- [MATERIAL TO PROCESS]:
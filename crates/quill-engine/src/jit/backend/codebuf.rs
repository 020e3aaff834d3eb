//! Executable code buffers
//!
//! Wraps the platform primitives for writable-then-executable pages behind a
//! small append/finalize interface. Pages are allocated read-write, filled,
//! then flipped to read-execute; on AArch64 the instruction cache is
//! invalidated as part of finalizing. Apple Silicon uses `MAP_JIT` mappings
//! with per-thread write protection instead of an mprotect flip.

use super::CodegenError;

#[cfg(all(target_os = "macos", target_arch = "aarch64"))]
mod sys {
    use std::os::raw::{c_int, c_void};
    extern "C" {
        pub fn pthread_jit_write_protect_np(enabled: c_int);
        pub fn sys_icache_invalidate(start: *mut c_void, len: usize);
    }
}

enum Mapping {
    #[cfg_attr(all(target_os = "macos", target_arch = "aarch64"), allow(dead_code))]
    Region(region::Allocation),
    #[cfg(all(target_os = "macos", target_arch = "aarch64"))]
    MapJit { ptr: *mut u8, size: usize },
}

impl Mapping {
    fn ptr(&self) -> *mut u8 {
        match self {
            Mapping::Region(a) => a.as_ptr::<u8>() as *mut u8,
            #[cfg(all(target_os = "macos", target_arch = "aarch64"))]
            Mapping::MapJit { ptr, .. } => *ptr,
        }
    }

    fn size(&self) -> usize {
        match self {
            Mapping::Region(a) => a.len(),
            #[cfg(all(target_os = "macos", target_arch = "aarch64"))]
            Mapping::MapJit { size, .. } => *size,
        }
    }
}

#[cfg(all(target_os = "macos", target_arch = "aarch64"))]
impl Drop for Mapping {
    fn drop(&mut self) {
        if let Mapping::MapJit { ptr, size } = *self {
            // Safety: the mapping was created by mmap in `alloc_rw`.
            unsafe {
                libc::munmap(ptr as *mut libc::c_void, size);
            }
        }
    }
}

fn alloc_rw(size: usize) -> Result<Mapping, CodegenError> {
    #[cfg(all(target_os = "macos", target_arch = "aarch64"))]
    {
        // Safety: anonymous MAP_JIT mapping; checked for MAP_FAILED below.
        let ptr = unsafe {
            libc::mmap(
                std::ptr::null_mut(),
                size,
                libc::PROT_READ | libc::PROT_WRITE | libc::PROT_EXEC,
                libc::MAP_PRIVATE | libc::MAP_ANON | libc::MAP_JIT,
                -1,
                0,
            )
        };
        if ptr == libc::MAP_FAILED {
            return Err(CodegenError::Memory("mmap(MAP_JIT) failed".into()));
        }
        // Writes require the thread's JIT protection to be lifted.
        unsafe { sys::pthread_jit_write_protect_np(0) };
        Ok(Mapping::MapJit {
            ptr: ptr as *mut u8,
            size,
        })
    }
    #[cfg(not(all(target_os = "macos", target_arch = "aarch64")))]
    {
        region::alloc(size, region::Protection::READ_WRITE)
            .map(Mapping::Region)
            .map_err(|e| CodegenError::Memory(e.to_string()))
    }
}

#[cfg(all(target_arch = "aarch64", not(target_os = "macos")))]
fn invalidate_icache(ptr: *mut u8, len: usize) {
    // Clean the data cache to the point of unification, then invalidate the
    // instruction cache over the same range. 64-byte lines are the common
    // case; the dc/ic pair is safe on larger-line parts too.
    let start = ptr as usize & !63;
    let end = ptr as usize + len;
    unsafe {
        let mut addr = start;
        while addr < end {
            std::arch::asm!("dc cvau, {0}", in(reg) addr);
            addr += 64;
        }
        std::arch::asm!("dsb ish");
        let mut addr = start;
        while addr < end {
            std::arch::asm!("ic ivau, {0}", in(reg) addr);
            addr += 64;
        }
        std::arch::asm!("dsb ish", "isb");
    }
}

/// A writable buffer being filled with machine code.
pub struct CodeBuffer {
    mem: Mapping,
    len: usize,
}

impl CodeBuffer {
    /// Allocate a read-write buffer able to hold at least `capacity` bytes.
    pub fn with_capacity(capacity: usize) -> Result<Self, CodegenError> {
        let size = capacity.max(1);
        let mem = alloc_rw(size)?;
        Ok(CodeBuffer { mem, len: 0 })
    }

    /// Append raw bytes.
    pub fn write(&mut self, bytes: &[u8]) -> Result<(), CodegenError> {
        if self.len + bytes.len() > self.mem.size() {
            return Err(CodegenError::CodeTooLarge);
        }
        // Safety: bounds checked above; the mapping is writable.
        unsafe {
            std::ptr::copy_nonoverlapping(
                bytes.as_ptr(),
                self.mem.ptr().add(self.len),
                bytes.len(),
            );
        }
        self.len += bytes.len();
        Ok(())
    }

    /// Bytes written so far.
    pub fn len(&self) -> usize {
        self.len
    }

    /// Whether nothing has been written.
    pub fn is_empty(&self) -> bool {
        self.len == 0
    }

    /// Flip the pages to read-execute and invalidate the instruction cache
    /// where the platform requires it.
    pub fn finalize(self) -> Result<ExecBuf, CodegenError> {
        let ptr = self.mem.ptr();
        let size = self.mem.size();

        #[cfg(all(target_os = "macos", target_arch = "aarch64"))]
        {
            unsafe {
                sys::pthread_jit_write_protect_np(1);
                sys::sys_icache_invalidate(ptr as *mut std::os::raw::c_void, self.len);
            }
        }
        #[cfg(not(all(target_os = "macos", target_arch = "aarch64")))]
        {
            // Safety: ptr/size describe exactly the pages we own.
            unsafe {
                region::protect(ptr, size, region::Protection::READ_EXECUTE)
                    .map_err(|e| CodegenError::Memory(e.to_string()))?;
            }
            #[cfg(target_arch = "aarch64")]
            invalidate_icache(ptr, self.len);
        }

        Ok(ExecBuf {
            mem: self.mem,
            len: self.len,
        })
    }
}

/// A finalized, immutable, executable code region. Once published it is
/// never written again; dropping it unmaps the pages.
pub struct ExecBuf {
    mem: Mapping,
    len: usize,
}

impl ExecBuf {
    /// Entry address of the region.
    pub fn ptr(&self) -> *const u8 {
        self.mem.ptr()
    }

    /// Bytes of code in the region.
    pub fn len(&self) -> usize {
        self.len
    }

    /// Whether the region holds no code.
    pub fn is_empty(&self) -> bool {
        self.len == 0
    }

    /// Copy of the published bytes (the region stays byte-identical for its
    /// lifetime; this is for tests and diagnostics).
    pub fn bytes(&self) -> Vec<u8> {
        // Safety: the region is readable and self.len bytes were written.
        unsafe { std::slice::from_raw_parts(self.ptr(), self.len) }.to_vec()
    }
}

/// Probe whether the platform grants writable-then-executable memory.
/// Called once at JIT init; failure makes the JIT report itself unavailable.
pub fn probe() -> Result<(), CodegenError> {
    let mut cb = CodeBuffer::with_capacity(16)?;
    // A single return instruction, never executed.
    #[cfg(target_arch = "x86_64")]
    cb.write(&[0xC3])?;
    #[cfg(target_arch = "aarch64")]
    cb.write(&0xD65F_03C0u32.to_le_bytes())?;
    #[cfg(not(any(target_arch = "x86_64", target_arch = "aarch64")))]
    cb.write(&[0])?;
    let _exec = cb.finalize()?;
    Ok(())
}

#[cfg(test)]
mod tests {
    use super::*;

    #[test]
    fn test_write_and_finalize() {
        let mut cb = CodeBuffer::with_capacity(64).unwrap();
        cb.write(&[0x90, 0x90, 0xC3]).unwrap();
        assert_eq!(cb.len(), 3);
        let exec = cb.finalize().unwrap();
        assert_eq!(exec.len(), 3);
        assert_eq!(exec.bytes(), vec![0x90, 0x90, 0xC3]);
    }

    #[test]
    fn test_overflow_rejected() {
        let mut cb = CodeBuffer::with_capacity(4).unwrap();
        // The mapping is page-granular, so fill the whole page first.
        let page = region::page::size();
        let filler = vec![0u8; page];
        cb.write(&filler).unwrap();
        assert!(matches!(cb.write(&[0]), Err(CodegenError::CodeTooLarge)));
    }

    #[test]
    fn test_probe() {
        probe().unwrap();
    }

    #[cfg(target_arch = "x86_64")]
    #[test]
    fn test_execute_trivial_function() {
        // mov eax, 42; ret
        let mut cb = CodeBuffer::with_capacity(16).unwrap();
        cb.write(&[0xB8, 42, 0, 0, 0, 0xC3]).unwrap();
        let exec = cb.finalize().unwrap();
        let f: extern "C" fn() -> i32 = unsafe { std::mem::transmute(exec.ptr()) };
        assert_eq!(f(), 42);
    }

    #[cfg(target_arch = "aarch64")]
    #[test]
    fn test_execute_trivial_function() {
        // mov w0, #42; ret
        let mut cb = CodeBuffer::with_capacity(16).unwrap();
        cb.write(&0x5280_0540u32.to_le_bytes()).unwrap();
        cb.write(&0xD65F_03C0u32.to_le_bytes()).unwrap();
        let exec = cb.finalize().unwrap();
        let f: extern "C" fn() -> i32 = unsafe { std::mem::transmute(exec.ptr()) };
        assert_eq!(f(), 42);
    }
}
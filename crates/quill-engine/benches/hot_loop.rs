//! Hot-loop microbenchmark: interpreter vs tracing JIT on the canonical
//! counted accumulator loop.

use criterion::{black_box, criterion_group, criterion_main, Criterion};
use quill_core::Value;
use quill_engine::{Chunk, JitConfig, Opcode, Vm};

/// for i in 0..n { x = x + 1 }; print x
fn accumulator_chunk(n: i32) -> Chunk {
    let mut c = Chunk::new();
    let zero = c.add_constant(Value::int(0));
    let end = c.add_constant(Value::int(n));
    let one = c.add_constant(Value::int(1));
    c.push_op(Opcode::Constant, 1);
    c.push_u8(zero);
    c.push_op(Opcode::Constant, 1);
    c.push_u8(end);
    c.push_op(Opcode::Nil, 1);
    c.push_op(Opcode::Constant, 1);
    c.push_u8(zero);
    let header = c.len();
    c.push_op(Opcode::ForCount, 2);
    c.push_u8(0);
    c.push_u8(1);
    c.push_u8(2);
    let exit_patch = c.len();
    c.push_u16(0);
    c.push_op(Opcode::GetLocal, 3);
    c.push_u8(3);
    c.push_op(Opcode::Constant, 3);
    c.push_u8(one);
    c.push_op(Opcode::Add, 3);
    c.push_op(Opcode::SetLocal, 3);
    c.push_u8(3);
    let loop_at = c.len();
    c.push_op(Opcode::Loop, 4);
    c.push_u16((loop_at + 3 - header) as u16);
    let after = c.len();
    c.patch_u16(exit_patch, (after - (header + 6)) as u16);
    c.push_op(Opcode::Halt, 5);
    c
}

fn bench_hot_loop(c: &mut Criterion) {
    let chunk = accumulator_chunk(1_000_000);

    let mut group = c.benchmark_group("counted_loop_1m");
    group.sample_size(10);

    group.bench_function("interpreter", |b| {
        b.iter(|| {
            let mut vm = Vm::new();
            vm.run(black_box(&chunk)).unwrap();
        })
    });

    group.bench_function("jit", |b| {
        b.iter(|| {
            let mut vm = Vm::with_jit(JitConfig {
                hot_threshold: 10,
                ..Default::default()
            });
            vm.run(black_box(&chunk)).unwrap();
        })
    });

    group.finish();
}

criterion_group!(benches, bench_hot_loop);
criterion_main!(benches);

- [TASK INSTRUCTIONS]:
Once the line that contains "c.push_u8(1);" is found, please give it again exactly, along with each line that comes after it, through the last line of the entries.

- [RESPONSE TO THIS TASK]:
    c.push_u8(1);
    c.push_u8(2);
    let exit_patch = c.len();
    c.push_u16(0);
    c.push_op(Opcode::GetLocal, 3);
    c.push_u8(3);
    c.push_op(Opcode::Constant, 3);
    c.push_u8(one);
    c.push_op(Opcode::Add, 3);
    c.push_op(Opcode::SetLocal, 3);
    c.push_u8(3);
    let loop_at = c.len();
    c.push_op(Opcode::Loop, 4);
    c.push_u16((loop_at + 3 - header) as u16);
    let after = c.len();
    c.patch_u16(exit_patch, (after - (header + 6)) as u16);
    c.push_op(Opcode::Halt, 5);
    c
}

fn bench_hot_loop(c: &mut Criterion) {
    let chunk = accumulator_chunk(1_000_000);

    let mut group = c.benchmark_group("counted_loop_1m");
    group.sample_size(10);

    group.bench_function("interpreter", |b| {
        b.iter(|| {
            let mut vm = Vm::new();
            vm.run(black_box(&chunk)).unwrap();
        })
    });

    group.bench_function("jit", |b| {
        b.iter(|| {
            let mut vm = Vm::with_jit(JitConfig {
                hot_threshold: 10,
                ..Default::default()
            });
            vm.run(black_box(&chunk)).unwrap();
        })
    });

    group.finish();
}

criterion_group!(benches, bench_hot_loop);
criterion_main!(benches);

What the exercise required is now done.